Sonnenberg beamed as he disclosed the agreement Wednesday afternoon. But he was later somber about the costs to his rural constituents if an agreement was not reached. His district includes two hospitals that could close, and that could cost lives.
“This [bill] may cost me an election,” he said, meaning that some Republicans both inside and outside the state Capitol are talking about finding someone to challenge him in a primary. Sonnenberg, a farmer and now at the end of his 11th year in the legislature, is up for reelection in 2018 to his final term in the state Senate and the General Assembly.
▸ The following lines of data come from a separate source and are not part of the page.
//! Declarative macros for ergonomic effect construction
//!
//! These macros reduce boilerplate when reducers describe record writes and
//! user-facing notices.

/// Create an `Effect::Persist` overwriting one client store record.
///
/// Encoding failures are logged and degrade to `Effect::None`; the
/// in-memory state stays authoritative.
///
/// # Example
///
/// ```rust,ignore
/// use vybz_core::persist;
///
/// persist! {
///     store: env.store,
///     key: StoreKey::Cart,
///     value: &state.cart
/// }
/// ```
#[macro_export]
macro_rules! persist {
    (
        store: $store:expr,
        key: $key:expr,
        value: $value:expr
    ) => {
        match $crate::effect::Effect::persist(&$store, $key, $value) {
            Ok(effect) => effect,
            Err(error) => {
                $crate::tracing::error!(
                    key = %$key,
                    error = %error,
                    "Failed to encode record snapshot"
                );
                $crate::effect::Effect::None
            },
        }
    };
}

/// Create an `Effect::Notify` with a formatted message.
///
/// # Example
///
/// ```
/// use vybz_core::{effect::{Effect, NoticeLevel}, notify};
///
/// let effect: Effect<()> = notify!(warning: "{} is sold out", "Comedy Night");
/// match effect {
///     Effect::Notify(notice) => {
///         assert_eq!(notice.level, NoticeLevel::Warning);
///         assert_eq!(notice.message, "Comedy Night is sold out");
///     }
///     _ => unreachable!(),
/// }
/// ```
#[macro_export]
macro_rules! notify {
    (info: $($arg:tt)+) => {
        $crate::effect::Effect::Notify($crate::effect::Notice::info(::std::format!($($arg)+)))
    };
    (warning: $($arg:tt)+) => {
        $crate::effect::Effect::Notify($crate::effect::Notice::warning(::std::format!($($arg)+)))
    };
    (error: $($arg:tt)+) => {
        $crate::effect::Effect::Notify($crate::effect::Notice::error(::std::format!($($arg)+)))
    };
}

#[cfg(test)]
#[allow(clippy::unwrap_used, clippy::panic)]
mod tests {
    use crate::effect::{Effect, NoticeLevel};
    use crate::store::{ClientStore, StoreError, StoreKey};
    use std::sync::Arc;

    struct NullStore;

    impl ClientStore for NullStore {
        fn read(&self, _key: StoreKey) -> Result<Option<String>, StoreError> {
            Ok(None)
        }

        fn write(&self, _key: StoreKey, _payload: &str) -> Result<(), StoreError> {
            Ok(())
        }
    }

    #[test]
    fn persist_macro_builds_persist_effect() {
        let store: Arc<dyn ClientStore> = Arc::new(NullStore);
        let effect: Effect<()> = persist! {
            store: store,
            key: StoreKey::Wishlist,
            value: &Vec::<String>::new()
        };

        match effect {
            Effect::Persist(op) => {
                assert_eq!(op.key, StoreKey::Wishlist);
                assert_eq!(op.payload, "[]");
            },
            other => panic!("expected persist effect, got {other:?}"),
        }
    }

    #[test]
    fn notify_macro_formats_message() {
        let effect: Effect<()> = notify!(info: "Added {} x {}", 2, "Comedy Night");
        match effect {
            Effect::Notify(notice) => {
                assert_eq!(notice.level, NoticeLevel::Info);
                assert_eq!(notice.message, "Added 2 x Comedy Night");
            },
            other => panic!("expected notify effect, got {other:?}"),
        }
    }
}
“You have to do the right thing for your constituents,” he added. “It’s important to note that we’re addressing unintended consequences because of federal mandates” such as the expansion of Medicaid. “To just leave our hospitals out in the cold, and balance the budget on the backs of those hospitals…it’s like sticking your head in the sand.”
According to the Colorado Hospital Association, as many as a dozen rural hospitals, including two in Sonnenberg’s district, could close without the fix from the provider fee bill.
Sonnenberg’s Senate co-sponsor, Senate Minority Leader Lucia Guzman of Denver, agreed that this has also been the most difficult bill she’s ever worked on.
Reclassifying the provider fee into an enterprise is a huge challenge that has not come easy, she told The Independent. The agreement doesn’t include everything she wanted, but she called it a major start. Guzman, a Denver pastor, grew up on a farm in Texas and has taken on rural issues as a lawmaker, most notably, attempting to help rural communities with broadband Internet access.
“I have never experienced this amount of stress, lack of sleep and worry,” Guzman said. But, she added, the support she has received from rural Coloradans “shows me why all that stress has been well worth it.”